112. State jurisdiction.

[MSFCMA section 306]

a. In general.


Section 306(a)(3), a simple statement that a State may not directly or indirectly regulate a fishing vessel outside its boundaries unless the vessel is registered in that State, has been replaced with more elaborate text. The first subsection, (3)(A), is an attempt to articulate the current status of the law, in the positive ("a State may" instead of "a State may not"). This formulation is intended to help Federal and State courts understand the circumstances in which it's all right for a State to regulate its own registered vessels in the EEZ, namely (1) if there is no FMP or other applicable Federal regulation, or (2) if the State's laws are consistent with the FMP and applicable Federal rules. The next subsection, (3)(B), is modeled on the Alaska crab FMP. It allows a State to regulate any vessels in the EEZ if the relevant FMP delegates management of the fishery to that State, and the State laws are consistent with the plan. If the Secretary determines there are any inconsistencies, the State has an opportunity to correct them. If it fails to do so, its authority to regulate in the EEZ is withdrawn. The last sentence requires a three-quarters Council vote to delegate authority under this subsection. The third subsection, (3)(C), is the MR. BIG fix. It allows the State of Alaska to regulate a non-registered vessel in the EEZ off Alaska, if no FMP was in place on August 1, 1996, and if the Secretary and Council find Alaska has a legitimate interest in conservation and management of the fishery. This authority ends when an FMP is implemented.

Legislative history:

This section went through many drafts, some of them supplied by NOAA General Counsel. A GCF definition of "registered under the law of that State" was in the version reported by the Senate Commerce Committee. It is worth noting, since the phrase is not defined elsewhere. The manager's amendment deleted it because some West Coast fishing interests believed it expanded current law. Senators Snowe and Stevens held a colloquy on the meaning of section 306(a)(3)(A), in which she outlined Maine measures that are more stringent than the FMP for American lobster. Claiming they are also "consistent with" the FMP, she inquired whether they could be enforced against Maine vessels in the EEZ. Stevens replied that the measures are not "irreconcilable" with the FMP, thus consistent, thus enforceable. Issues: NOAA General Counsel does not agree with Senators Snowe and Stevens' characterizations of Maine measures as consistent with the lobster FMP. Senator Stevens is correct that the new version of 306(a)(3) does not change the State's ability to enforce its laws in the EEZ, but some Maine measures, such as the ban on dragging for lobsters, are considered by GC to be inconsistent with the FMP.

b. Exception.


This is an unnecessary addition to section 306(b), saying the Secretary must have a hearing if a State requests one. A hearing was already required.

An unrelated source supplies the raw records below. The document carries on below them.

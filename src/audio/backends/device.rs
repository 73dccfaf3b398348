//! Sound device backend using cpal
//!
//! Each playback builds an output stream on the default device in the
//! device's own format. Buffers are remixed and resampled to that format,
//! fed from a sample queue, and the render waits until the callback has
//! output a full period of silence after the queue drained.

use crate::audio::convert::adapt;
use crate::audio::{AudioBuffer, AudioContext, AudioOutput};
use crate::{PeshkatError, Result};
use cpal::traits::{DeviceTrait, HostTrait, StreamTrait};
use log::{debug, error, info, warn};
use std::collections::VecDeque;
use std::sync::mpsc;
use std::time::Duration;

/// Extra time allowed past the buffer's length before giving up
const COMPLETION_SLACK: Duration = Duration::from_secs(2);

/// Let the hardware play out the silent period
const DRAIN_GRACE: Duration = Duration::from_millis(50);

pub struct DeviceOutput {
    device_name: String,
}

impl DeviceOutput {
    /// Check that a default output device exists
    pub fn new() -> Result<Self> {
        let host = cpal::default_host();
        let device = host
            .default_output_device()
            .ok_or_else(|| PeshkatError::Playback("No audio output device found".to_string()))?;
        let device_name = device.name().unwrap_or_else(|_| "default".to_string());
        debug!("Default output device: {}", device_name);
        Ok(Self { device_name })
    }
}

struct DeviceContext {
    device: cpal::Device,
    config: cpal::StreamConfig,
}

impl AudioOutput for DeviceOutput {
    fn name(&self) -> &str {
        &self.device_name
    }

    fn open(&mut self, sample_rate: u32, channels: u16) -> Result<Box<dyn AudioContext>> {
        let device = cpal::default_host()
            .default_output_device()
            .ok_or_else(|| PeshkatError::Playback("Audio output device disappeared".to_string()))?;

        // Many devices reject 24 kHz mono, so play in the device's format
        let config: cpal::StreamConfig = match device.default_output_config() {
            Ok(supported) => supported.config(),
            Err(e) => {
                warn!("No default output config ({}), using stereo at source rate", e);
                cpal::StreamConfig {
                    channels: 2,
                    sample_rate: cpal::SampleRate(sample_rate),
                    buffer_size: cpal::BufferSize::Default,
                }
            }
        };
        info!(
            "Output stream {} ch @ {} Hz for {} ch @ {} Hz source",
            config.channels, config.sample_rate.0, channels, sample_rate
        );

        Ok(Box::new(DeviceContext { device, config }))
    }
}

impl DeviceContext {
    /// Build the stream, trying f32 samples first and i16 second
    fn build_stream(
        &self,
        samples: Vec<f32>,
        done_tx: mpsc::Sender<()>,
    ) -> Result<cpal::Stream> {
        let mut pending: VecDeque<f32> = samples.into();
        let fallback = pending.clone();
        let fallback_tx = done_tx.clone();

        let f32_stream = self.device.build_output_stream(
            &self.config,
            move |data: &mut [f32], _: &cpal::OutputCallbackInfo| {
                let drained = pending.is_empty();
                for sample in data.iter_mut() {
                    *sample = pending.pop_front().unwrap_or(0.0);
                }
                if drained {
                    let _ = done_tx.send(());
                }
            },
            |err| error!("Audio stream error: {}", err),
            None,
        );

        match f32_stream {
            Ok(stream) => Ok(stream),
            Err(e) => {
                warn!("Failed to create f32 stream ({}), trying i16", e);
                let mut pending = fallback;
                self.device
                    .build_output_stream(
                        &self.config,
                        move |data: &mut [i16], _: &cpal::OutputCallbackInfo| {
                            let drained = pending.is_empty();
                            for sample in data.iter_mut() {
                                let value = pending.pop_front().unwrap_or(0.0);
                                *sample = (value * 32767.0).clamp(-32768.0, 32767.0) as i16;
                            }
                            if drained {
                                let _ = fallback_tx.send(());
                            }
                        },
                        |err| error!("Audio stream error: {}", err),
                        None,
                    )
                    .map_err(|e| {
                        PeshkatError::Playback(format!("Failed to build output stream: {}", e))
                    })
            }
        }
    }
}

impl AudioContext for DeviceContext {
    fn render(&mut self, buffer: &AudioBuffer) -> Result<()> {
        let adapted = adapt(buffer, self.config.sample_rate.0, self.config.channels)?;
        let (done_tx, done_rx) = mpsc::channel();
        let stream = self.build_stream(adapted.interleaved(), done_tx)?;

        stream
            .play()
            .map_err(|e| PeshkatError::Playback(format!("Failed to start stream: {}", e)))?;

        // A callback that starts with an empty queue outputs only silence,
        // so everything queued before it has reached the device
        let timeout = adapted.duration() + COMPLETION_SLACK;
        done_rx
            .recv_timeout(timeout)
            .map_err(|_| PeshkatError::Playback("Playback did not complete".to_string()))?;
        std::thread::sleep(DRAIN_GRACE);

        Ok(())
    }

    fn close(&mut self) -> Result<()> {
        debug!("Device context closed");
        Ok(())
    }
}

c. Exception regarding foreign fish processing in internal waters.


At NOAA's request, a foreign fishing vessel engaged in internal waters processing must report how much fish it processed and where the fish were harvested. NMFS must prescribe procedures for this reporting through rulemaking.

d. Interim authority for Dungeness crab.

[no MSFCMA amendment]


This provision gives the States of Washington, Oregon, and California authority, until 1999, or until an FMP is in place, to enforce in the EEZ of each State, that State's laws governing crab fishing. It provides some specifics on what can and cannot be enforced. (The limited entry program of a State cannot be enforced against a vessel operating in the EEZ off that State unless the vessel is also registered in that State.) It also declares a "sense of Congress" that the Pacific Council should develop a shellfish plan at the earliest practicable date, and requires a report from the Pacific Council by December 1, 1997, on its progress in developing the plan.

Legislative history:

This arose as a result of the shellfish subproceeding in U.S. v. Washington, which clarified that treaty tribes have the right to the opportunity to harvest half of the available Dungeness crab. If Washington cannot regulate vessels from other areas, the State will need to impose all of the conservation measures necessary for treaty/non-treaty sharing on vessels from Washington. Congress provided this limited authority to prevent that from happening. This provision was not in either the House version of June 1995, nor in the Senate version of May 1996, because the West Coast industry was greatly divided on what expanded state authority should be granted. The September 1996 floor statements explain that specific provisions are aimed at allowing jurisdiction only for conservation and to implement U.S. v. Washington, and not to allocate among vessels based on size or State of residence. Each State has a limited entry program in place, and the qualifying criteria differ among the States. This will be one of the difficult issues to deal with when the Pacific Council adopts an FMP. Senator Gorton indicated he expects the Council to be guided by the States' limited entry programs.


The direction to the Council to prepare an FMP is a "sense of Congress" that the Council "should" prepare an FMP, but lack of people and resources may limit the Council's response. Dealing with the limited entry portion of any FMP will be difficult because of the different limited entry programs in each State.